À l’intérieur de l’appartement, une rangée de peintures au doigt et de collages cède la place à un mur de disques. Au-dessus de son piano se trouve une photographie prise par Van Etten qui est devenue la couverture du magazine de 2014Sommes-nous là —une fille penchée par la fenêtre d'une voiture, les cheveux au vent - une preuve supplémentaire que la personne de 20 ans plus jeune à laquelle elle s'adresse dans "Seventeen" ("J'étais libre, j'avais dix-sept ans") fait toujours partie intégrante de ce monde.
"Risqué" C'était la meilleure façon de décrire la musique brute, époustouflante et approfondie que Van Etten enregistre depuis 2005. C'est l'année où elle a déménagé à New York après un séjour chez ses parents dans le New Jersey, soignant les blessures de une relation toxique à laquelle elle avait échappé dans le Tennessee avec un petit ami qui essayait de la décourager de jouer parce que, dit-elle, « il pensait que c'était trop personnel ». Les chansons pour lesquelles elle est devenue connue sur ses quatre premiers albums ont tendance à se construire lentement, en commençant bas dans le registre vocal, comme si elles tiraient d'un puits profond et sombre. Ses sujets solitaires sondent les profondeurs du chagrin et de l'introspection, mais recherchent la connexion.

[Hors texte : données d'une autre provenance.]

//! Simulation balance and layout configuration.
//!
//! Every tunable constant of the economy lives here instead of as a literal in
//! the systems. `SimConfig::default()` reproduces the stock game balance;
//! partial JSON files only override the fields they name.

use serde::{Deserialize, Serialize};
use std::path::Path;

use crate::components::BuildingKind;

/// Undelivered stock a producer may hold, measured in delivery batches.
pub const CAP_TO_QUANTUM_RATIO: f64 = 5.0;

/// One value per building kind (costs, construction times, ...)
///
/// Overriding a table in JSON requires all nine entries.
#[derive(Debug, Clone, Copy, PartialEq, Serialize, Deserialize)]
pub struct PerKind<T> {
    pub house: T,
    pub training_center: T,
    pub lumberyard: T,
    pub quarry: T,
    pub farm: T,
    pub farm_field: T,
    pub fisherman_hut: T,
    pub warehouse: T,
    pub tower: T,
}

impl<T: Copy> PerKind<T> {
    pub fn uniform(value: T) -> Self {
        Self {
            house: value,
            training_center: value,
            lumberyard: value,
            quarry: value,
            farm: value,
            farm_field: value,
            fisherman_hut: value,
            warehouse: value,
            tower: value,
        }
    }

    pub fn get(&self, kind: BuildingKind) -> T {
        match kind {
            BuildingKind::House => self.house,
            BuildingKind::TrainingCenter => self.training_center,
            BuildingKind::Lumberyard => self.lumberyard,
            BuildingKind::Quarry => self.quarry,
            BuildingKind::Farm => self.farm,
            BuildingKind::FarmField => self.farm_field,
            BuildingKind::FishermanHut => self.fisherman_hut,
            BuildingKind::Warehouse => self.warehouse,
            BuildingKind::Tower => self.tower,
        }
    }
}

impl Default for PerKind<f64> {
    /// Gold cost of each building
    fn default() -> Self {
        Self {
            house: 10.0,
            training_center: 25.0,
            lumberyard: 30.0,
            quarry: 30.0,
            farm: 30.0,
            farm_field: 0.0,
            fisherman_hut: 30.0,
            warehouse: 40.0,
            tower: 50.0,
        }
    }
}

impl Default for PerKind<u64> {
    /// Construction time in milliseconds; zero means the building is usable
    /// immediately
    fn default() -> Self {
        Self::uniform(0)
    }
}

/// Production and delivery balance shared by all gathering buildings
#[derive(Debug, Clone, PartialEq, Serialize, Deserialize)]
#[serde(default)]
pub struct ProductionConfig {
    /// Fixed tick interval of a producing building
    pub interval_ms: u64,
    /// Units produced per tick at 100% efficiency
    pub output_per_full_efficiency: f64,
    /// Efficiency percent added by a generic villager
    pub villager_contribution: u32,
    /// Efficiency percent added by a matching specialist
    pub specialist_contribution: u32,
    pub max_efficiency: u32,
    pub max_workers: usize,
    /// Undelivered stock at which production stalls
    pub availability_cap: f64,
    /// Units moved per delivery trip
    pub delivery_quantum: f64,
    pub delivery_transit_ms: u64,
    /// Target tile radius in cells
    pub gather_radius: i32,
    pub fields_per_farm: usize,
}

impl Default for ProductionConfig {
    fn default() -> Self {
        Self {
            interval_ms: 20_000,
            output_per_full_efficiency: 1.0,
            villager_contribution: 15,
            specialist_contribution: 50,
            max_efficiency: 100,
            max_workers: 2,
            availability_cap: 20.0,
            delivery_quantum: 4.0,
            delivery_transit_ms: 4_500,
            gather_radius: 3,
            fields_per_farm: 2,
        }
    }
}

/// Static tower stats (combat lives outside this crate)
#[derive(Debug, Clone, PartialEq, Serialize, Deserialize)]
#[serde(default)]
pub struct TowerConfig {
    pub cooldown_ms: u64,
    pub range: f32,
    pub damage: f32,
}

impl Default for TowerConfig {
    fn default() -> Self {
        Self {
            cooldown_ms: 900,
            range: 120.0,
            damage: 25.0,
        }
    }
}

/// Top-level simulation configuration
#[derive(Debug, Clone, PartialEq, Serialize, Deserialize)]
#[serde(default)]
pub struct SimConfig {
    pub grid_width: i32,
    pub grid_height: i32,
    /// Pixel size of one cell, used by `world_to_cell`
    pub tile_size: f32,
    pub starting_gold: f64,
    pub house_capacity: u32,
    /// Residents (moved in or walking) at which arrivals stop
    pub population_cap: u32,
    pub warehouse_capacity: f64,
    pub villager_arrival_ms: u64,
    /// Time a newcomer spends walking to the house that reserved a bed
    pub villager_walk_ms: u64,
    pub gold_payout_ms: u64,
    pub villager_income: f64,
    pub professional_income: f64,
    pub training_ms: u64,
    pub production: ProductionConfig,
    pub tower: TowerConfig,
    pub costs: PerKind<f64>,
    pub construction_ms: PerKind<u64>,
}

impl Default for SimConfig {
    fn default() -> Self {
        Self {
            grid_width: 42,
            grid_height: 42,
            tile_size: 24.0,
            starting_gold: 100.0,
            house_capacity: 4,
            population_cap: 16,
            warehouse_capacity: 100.0,
            villager_arrival_ms: 6_000,
            villager_walk_ms: 2_000,
            gold_payout_ms: 10_000,
            villager_income: 0.4,
            professional_income: 0.6,
            training_ms: 5_000,
            production: ProductionConfig::default(),
            tower: TowerConfig::default(),
            costs: PerKind::<f64>::default(),
            construction_ms: PerKind::<u64>::default(),
        }
    }
}

impl SimConfig {
    /// Parse a (possibly partial) JSON configuration and validate it
    pub fn from_json_str(json: &str) -> Result<Self, ConfigError> {
        let config: SimConfig = serde_json::from_str(json)?;
        config.validate()?;
        Ok(config)
    }

    /// Read and validate a JSON configuration file
    pub fn from_json_file(path: impl AsRef<Path>) -> Result<Self, ConfigError> {
        let text = std::fs::read_to_string(path)?;
        Self::from_json_str(&text)
    }

    pub fn cost(&self, kind: BuildingKind) -> f64 {
        self.costs.get(kind)
    }

    /// Check the relationships the balance depends on
    pub fn validate(&self) -> Result<(), ConfigError> {
        let p = &self.production;
        if self.grid_width <= 0 || self.grid_height <= 0 {
            return Err(ConfigError::Invalid(format!(
                "grid must be non-empty, got {}x{}",
                self.grid_width, self.grid_height
            )));
        }
        if self.tile_size <= 0.0 {
            return Err(ConfigError::Invalid("tile_size must be positive".into()));
        }
        if p.interval_ms == 0 || self.villager_arrival_ms == 0 || self.gold_payout_ms == 0 {
            return Err(ConfigError::Invalid(
                "periodic intervals must be non-zero".into(),
            ));
        }
        if p.max_workers == 0 {
            return Err(ConfigError::Invalid("max_workers must be at least 1".into()));
        }
        if p.delivery_quantum <= 0.0 {
            return Err(ConfigError::Invalid(
                "delivery_quantum must be positive".into(),
            ));
        }
        let ratio = p.availability_cap / p.delivery_quantum;
        if (ratio - CAP_TO_QUANTUM_RATIO).abs() > 1e-9 {
            return Err(ConfigError::Invalid(format!(
                "availability_cap must be {} x delivery_quantum (cap {}, quantum {})",
                CAP_TO_QUANTUM_RATIO, p.availability_cap, p.delivery_quantum
            )));
        }
        if self.warehouse_capacity < p.delivery_quantum {
            return Err(ConfigError::Invalid(
                "warehouse_capacity must hold at least one delivery".into(),
            ));
        }
        if self.house_capacity == 0 {
            return Err(ConfigError::Invalid("house_capacity must be positive".into()));
        }
        Ok(())
    }
}

/// Errors raised while loading a configuration
#[derive(Debug)]
pub enum ConfigError {
    Io(std::io::Error),
    Json(serde_json::Error),
    Invalid(String),
}

impl From<std::io::Error> for ConfigError {
    fn from(e: std::io::Error) -> Self {
        ConfigError::Io(e)
    }
}

impl From<serde_json::Error> for ConfigError {
    fn from(e: serde_json::Error) -> Self {
        ConfigError::Json(e)
    }
}

impl std::fmt::Display for ConfigError {
    fn fmt(&self, f: &mut std::fmt::Formatter<'_>) -> std::fmt::Result {
        match self {
            ConfigError::Io(e) => write!(f, "IO error: {}", e),
            ConfigError::Json(e) => write!(f, "Config parse error: {}", e),
            ConfigError::Invalid(msg) => write!(f, "Invalid config: {}", msg),
        }
    }
}

impl std::error::Error for ConfigError {}

#[cfg(test)]
mod tests {
    use super::*;

    #[test]
    fn test_default_config_is_valid() {
        let config = SimConfig::default();
        assert!(config.validate().is_ok());
        assert_eq!(
            config.production.availability_cap,
            config.production.delivery_quantum * CAP_TO_QUANTUM_RATIO
        );
    }

    #[test]
    fn test_partial_json_overrides() {
        let config = SimConfig::from_json_str(
            r#"{ "starting_gold": 500, "production": { "interval_ms": 1000 } }"#,
        )
        .expect("partial config should parse");
        assert_eq!(config.starting_gold, 500.0);
        assert_eq!(config.production.interval_ms, 1000);
        assert_eq!(config.production.delivery_quantum, 4.0);
        assert_eq!(config.cost(BuildingKind::Warehouse), 40.0);
    }

    #[test]
    fn test_broken_ratio_rejected() {
        let result = SimConfig::from_json_str(
            r#"{ "production": { "availability_cap": 30 } }"#,
        );
        assert!(matches!(result, Err(ConfigError::Invalid(_))));
    }

    #[test]
    fn test_malformed_json() {
        let result = SimConfig::from_json_str("{ not json");
        assert!(matches!(result, Err(ConfigError::Json(_))));
    }
}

Rappelez-moi demainest un autre type de risque. Il supprime principalement les guitares. C'est de la pop gothique, imprégnée de boucles de bande, de drones et de claviers Farfisa accompagnant le lap steel et la batterie ; son univers semble vaste – à la fois sombre et rédempteur et, pour Van Etten, complètement inexploré. "J'ai peur d'effrayer mes fans", dit Van Etten lorsque je lui pose des questions sur la nouvelle direction sonore deRappelez-moi demain. "Je ne me suis jamais laissé aller dans cette voie dans ma musique, [mais] j'ai l'impression que c'est une progression naturelle, juste un pas beaucoup plus grand." L'album a été écrit principalement sur des synthétiseurs analogiques, enregistré en pensant à Suicide, Portishead et Nick Cave and the Bad Seeds (Van Etten était l'un des premiers actes de la tournée 2013 de Cave). Sur une bande-son turbulente et palpitante, Van Etten chante avec éclat et simplicité sur le fait de tomber amoureux, mais elle laisse également tomber des paroles impassibles sur la recherche de quelqu'un avec qui vous pouvez partager les pires parties de votre passé et, espérons-le, votre meilleur avenir. Sur « I Told You Everything », elle chante : « Assise au bar, je t'ai tout dit / Tu as dit 'Putain de merde'. » Pour quelqu'un qui a pris l'habitude d'examiner ses émotions les plus vulnérables dans la chanson, y a-t-il aussi un risque à écrire sur ce que signifie trouver le bonheur ?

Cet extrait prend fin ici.